4. More than in Rimbaud, the Surrealist subversion of language found its consummate model in the writings of the “Comte de Lautréamont”, aka Isidore Ducasse: Maldoror and the Preface to a then unknown work entitled Poésies. Lautréamont introduced into poetry a principle of destruction that did not come into more general use until later, and which was more radical than the Rimbaldian shock that dominated the years immediately after Lautréamont’s death at twenty-four in 1870. Unnoticed at the time, and still barely registered by the Symbolist critique twenty years later, Lautréamont’s œuvre would be rediscovered and promoted by the Surrealists. Lautréamont combined to an extreme a mastery of the powers of language and their self-critical negation. He reversed all the givens of culture and bequeathed to surrealism its definition of beauty: “beautiful […] as the chance meeting on a dissecting-table of a sewing machine and an umbrella”.[14]
5. Before 1914 the consummation of the process of the internal destruction of the old poetic forms was pursued by: Alfred Jarry (principally in the theatrical “Ubu” cycle); in some aspects of the work of Apollinaire—“Oh mouths men are looking for a new language”[15]—the theoretician of The New Spirit in art and poetry (e.g., the suppression of punctuation in his collection Alcools and his later “conversation poems” [16]); the Futurist poetry initiated by the Italian Marinetti, which had Russian partisans—notably the young Mayakovski; and the pre-Dadaism of the poet-boxer Arthur Cravan, who become in the Great War “a deserter from seventeen countries”.[17] In Zurich in 1916 the Dada Movement was founded, in which the poem was reduced to the juxtaposition of independent words by Tristan Tzara (“thought is made in the mouth”[18]); and ultimately to onomatopoeia by Raoul Hausmann and Kurt Schwitters.

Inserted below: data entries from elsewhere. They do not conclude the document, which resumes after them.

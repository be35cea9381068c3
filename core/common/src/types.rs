//! Common types used throughout Pearanoid.

use serde::{Deserialize, Serialize};
use std::fmt;

/// Unique identifier of a credential entry.
///
/// Assigned once when the entry is created and never changed afterwards.
#[derive(Debug, Clone, PartialEq, Eq, Hash, Serialize, Deserialize)]
#[serde(transparent)]
pub struct EntryId(String);

impl EntryId {
    /// Generate a fresh random identifier.
    pub fn generate() -> Self {
        Self(uuid::Uuid::new_v4().to_string())
    }

    /// Wrap an existing identifier.
    ///
    /// # Errors
    /// - Returns error if id is empty
    pub fn new(id: impl Into<String>) -> crate::Result<Self> {
        let id = id.into();
        if id.trim().is_empty() {
            return Err(crate::Error::InvalidInput(
                "EntryId cannot be empty".to_string(),
            ));
        }
        Ok(Self(id))
    }

    /// Get the inner string value.
    pub fn as_str(&self) -> &str {
        &self.0
    }
}

impl fmt::Display for EntryId {
    fn fmt(&self, f: &mut fmt::Formatter<'_>) -> fmt::Result {
        write!(f, "{}", self.0)
    }
}

impl std::str::FromStr for EntryId {
    type Err = crate::Error;

    fn from_str(s: &str) -> crate::Result<Self> {
        Self::new(s)
    }
}
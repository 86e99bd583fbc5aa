use std::{thread::sleep, time::Duration};

use tracing::{debug, info};

use crate::config::GameConfig;
use crate::error::GameError;
use crate::pickup::Pickup;
use crate::snake::{Direction, Snake};
use crate::{BoardInt, Coords};

#[derive(Copy, Clone, Debug, PartialEq, Eq)]
pub enum Command {
    Turn(Direction),
    Quit,
}

/// Where the game gets the player's commands from. Must not block.
pub trait InputSource {
    fn poll_command(&mut self) -> Result<Option<Command>, GameError>;
}

pub trait Renderer {
    /// Takes over the display. `restore` runs afterwards even if this fails halfway.
    fn setup(&mut self) -> Result<(), GameError> {
        Ok(())
    }

    fn restore(&mut self) -> Result<(), GameError> {
        Ok(())
    }

    fn render(&mut self, snake: &[Coords], pickup: Coords, board_size: BoardInt) -> Result<(), GameError>;
    fn report_game_over(&mut self, score: usize) -> Result<(), GameError>;
}

#[derive(Copy, Clone, Debug, PartialEq, Eq)]
pub enum TickResult {
    Running,
    GameOver { score: usize },
}

pub struct GameState {
    board_size: BoardInt,
    snake: Snake,
    pickup: Pickup,
}

impl GameState {
    pub fn new(config: &GameConfig) -> Self {
        let center = (config.board_size / 2, config.board_size / 2);
        let snake = Snake::new(center, config.board_size);
        let pickup = Pickup::new(config.board_size, config.seed);
        GameState::with_parts(config.board_size, snake, pickup)
    }

    pub fn with_parts(board_size: BoardInt, snake: Snake, pickup: Pickup) -> Self {
        GameState { board_size, snake, pickup }
    }

    #[cfg(test)]
    pub fn snake(&self) -> &Snake {
        &self.snake
    }

    #[cfg(test)]
    pub fn pickup(&self) -> &Pickup {
        &self.pickup
    }

    /// Plays a single step: read input, move, then draw or end the game.
    pub fn tick<T: InputSource + Renderer>(&mut self, io: &mut T) -> Result<TickResult, GameError> {
        match io.poll_command()? {
            Some(Command::Turn(dir)) => {
                debug!(from = ?self.snake.direction(), to = ?dir, "direction change");
                self.snake.set_direction(dir);
            },
            Some(Command::Quit) => {
                info!("player quit");
                self.snake.kill();
            },
            None => {},
        }

        self.snake.step(&mut self.pickup);
        if self.snake.is_dead() {
            let score = self.snake.count_segments();
            io.report_game_over(score)?;
            return Ok(TickResult::GameOver { score });
        }

        let body: Vec<Coords> = self.snake.segments().collect();
        io.render(&body, self.pickup.pos(), self.board_size)?;
        Ok(TickResult::Running)
    }

    /// Runs until the snake dies or the player quits, returning the final score.
    pub fn run<T: InputSource + Renderer>(&mut self, io: &mut T, tick: Duration) -> Result<usize, GameError> {
        loop {
            match self.tick(io)? {
                TickResult::GameOver { score } => return Ok(score),
                TickResult::Running => sleep(tick),
            }
        }
    }

    /// Sets up the display, plays a full game and always hands the display back.
    pub fn play<T: InputSource + Renderer>(&mut self, io: &mut T, tick: Duration) -> Result<usize, GameError> {
        let res = io.setup().and_then(|_| self.run(io, tick));
        let restored = io.restore();

        let score = res?;
        restored?;
        Ok(score)
    }
}
use std::{io::{Stdout, Write, stdout}, time::Duration};

use crossterm::{cursor, execute, queue, style, terminal};
use crossterm::terminal::{ClearType, EnterAlternateScreen, LeaveAlternateScreen};
use crossterm::event::{Event, KeyCode, KeyEvent, KeyModifiers, poll, read};

use crate::error::{ConfigError, GameError};
use crate::game::{Command, InputSource, Renderer};
use crate::snake::Direction::*;
use crate::{BoardInt, Coords};

const SEGMENT_CELL: &str = "# ";
const PICKUP_CELL: &str = "@ ";
const EMPTY_CELL: &str = "- ";

pub type TermInt = u16;

#[derive(Copy, Clone)]
enum Cell {
    Empty,
    Segment,
    Pickup,
}

/// Owns the terminal: draws the board in a window centered on screen and reads keys.
pub struct TermManager {
    width: TermInt,
    height: TermInt,
    origin: (TermInt, TermInt),
    stdout: Stdout,
}

impl TermManager {
    pub fn new(board_size: BoardInt) -> Result<Self, GameError> {
        let (width, height) = terminal::size()?;
        TermManager::with_size(width, height, board_size).map_err(GameError::from)
    }

    /// Fails when a board of `board_size` cells (two columns each) doesn't fit on screen.
    pub fn with_size(width: TermInt, height: TermInt, board_size: BoardInt) -> Result<Self, ConfigError> {
        let needed_width = board_size.saturating_mul(2);
        if needed_width > width as BoardInt || board_size > height as BoardInt {
            return Err(ConfigError::BoardTooLarge { size: board_size, needed_width, width, height });
        }

        let left = width as BoardInt / 2 - board_size;
        let top = height as BoardInt / 2 - board_size / 2;
        let origin = (left as TermInt, top as TermInt);

        Ok(TermManager { width, height, origin, stdout: stdout() })
    }

    pub fn read_key_blocking(&self) -> Result<KeyEvent, GameError> {
        loop {
            if let Event::Key(ev) = read()? {
                return Ok(ev);
            }
        }
    }

    fn print_at(&mut self, pos: (TermInt, TermInt), text: &str) -> Result<(), GameError> {
        queue!(self.stdout, cursor::MoveTo(pos.0, pos.1), style::Print(text))?;
        Ok(())
    }
}

impl InputSource for TermManager {
    fn poll_command(&mut self) -> Result<Option<Command>, GameError> {
        while poll(Duration::from_millis(0))? {
            if let Event::Key(ev) = read()? {
                return Ok(Some(command_for_key(&ev)));
            }
        }

        Ok(None)
    }
}

impl Renderer for TermManager {
    fn setup(&mut self) -> Result<(), GameError> {
        execute!(self.stdout, EnterAlternateScreen)?;
        terminal::enable_raw_mode()?;
        execute!(self.stdout, cursor::Hide, cursor::DisableBlinking, terminal::Clear(ClearType::All))?;
        Ok(())
    }

    fn restore(&mut self) -> Result<(), GameError> {
        terminal::disable_raw_mode()?;
        execute!(self.stdout, cursor::Show, cursor::EnableBlinking, LeaveAlternateScreen)?;
        Ok(())
    }

    fn render(&mut self, snake: &[Coords], pickup: Coords, board_size: BoardInt) -> Result<(), GameError> {
        let (left, top) = self.origin;
        for (row, line) in board_rows(snake, pickup, board_size).iter().enumerate() {
            self.print_at((left, top + row as TermInt), line)?;
        }

        self.stdout.flush()?;
        Ok(())
    }

    fn report_game_over(&mut self, score: usize) -> Result<(), GameError> {
        let message = game_over_message(score);
        let x = (self.width as usize / 2).saturating_sub(message.len() / 2) as TermInt;
        let y = self.height.saturating_sub(1);

        self.print_at((x, y), &message)?;
        self.stdout.flush()?;

        self.read_key_blocking()?;
        Ok(())
    }
}

/// One string per board row, top to bottom. The pickup is drawn over the snake.
pub fn board_rows(snake: &[Coords], pickup: Coords, board_size: BoardInt) -> Vec<String> {
    let n = board_size as usize;
    let mut board = vec![Cell::Empty; n * n];

    for &(x, y) in snake {
        board[y as usize * n + x as usize] = Cell::Segment;
    }
    board[pickup.1 as usize * n + pickup.0 as usize] = Cell::Pickup;

    board
        .chunks(n)
        .map(|row| {
            row.iter()
                .map(|cell| match cell {
                    Cell::Empty => EMPTY_CELL,
                    Cell::Segment => SEGMENT_CELL,
                    Cell::Pickup => PICKUP_CELL,
                })
                .collect::<String>()
        })
        .collect()
}

pub fn game_over_message(score: usize) -> String {
    format!("GAME OVER! Your Score: {}", score)
}

/// Arrow keys and WASD steer, anything else means the player wants out.
pub fn command_for_key(ev: &KeyEvent) -> Command {
    if ev.modifiers.contains(KeyModifiers::CONTROL) {
        return Command::Quit;
    }

    match ev.code {
        KeyCode::Char('w') | KeyCode::Up => Command::Turn(Up),
        KeyCode::Char('a') | KeyCode::Left => Command::Turn(Left),
        KeyCode::Char('s') | KeyCode::Down => Command::Turn(Down),
        KeyCode::Char('d') | KeyCode::Right => Command::Turn(Right),
        _ => Command::Quit,
    }
}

1. In the other principal field of what would become the artistic expression of surrealism—painting—an analogous movement of liberation and negation was produced in parallel with that determining the stages of innovation in modern poetry. Impressionism, inaugurated in the works of Edouard Manet and Claude Monet, broke with academic representation and submission to the anecdotal subject from around 1860. The autonomous assertion of painting was founded on colour and moved toward an always more radical challenge to the accepted norms of figuration.[19]
2. Toward the end of the century, Cézanne, Van Gogh and Gauguin pursued this research. Of these painters, Gauguin formulated the best program by writing that he “wanted to establish the right to dare everything”.[20] The Fauvism of their successors would, in turn, be surpassed around 1907 by the Cubism of Braque and Picasso. In the Cubist painting the represented object itself was disintegrated, beyond the perspective constructed amidst the Italian Renaissance.
3. Around 1910, an extreme tendency in Expressionism—a current principally from Germany and Northern Europe, whose content was explicitly linked to a social critique—constituted the “The Blue Rider” [Der Blaue Reiter] group in Munich, whose experiments in pure form led to abstraction: Paul Klee remaining on the frontier with Kandinsky the first to fully establish himself there. A little bit later Malevich’s “suprematism” consciously attained the supreme stage of the destruction of painting. Having exhibited a simple black square painted on a white background in 1915, Malevich painted a white square on a white background in 1918 during the Russian Revolution.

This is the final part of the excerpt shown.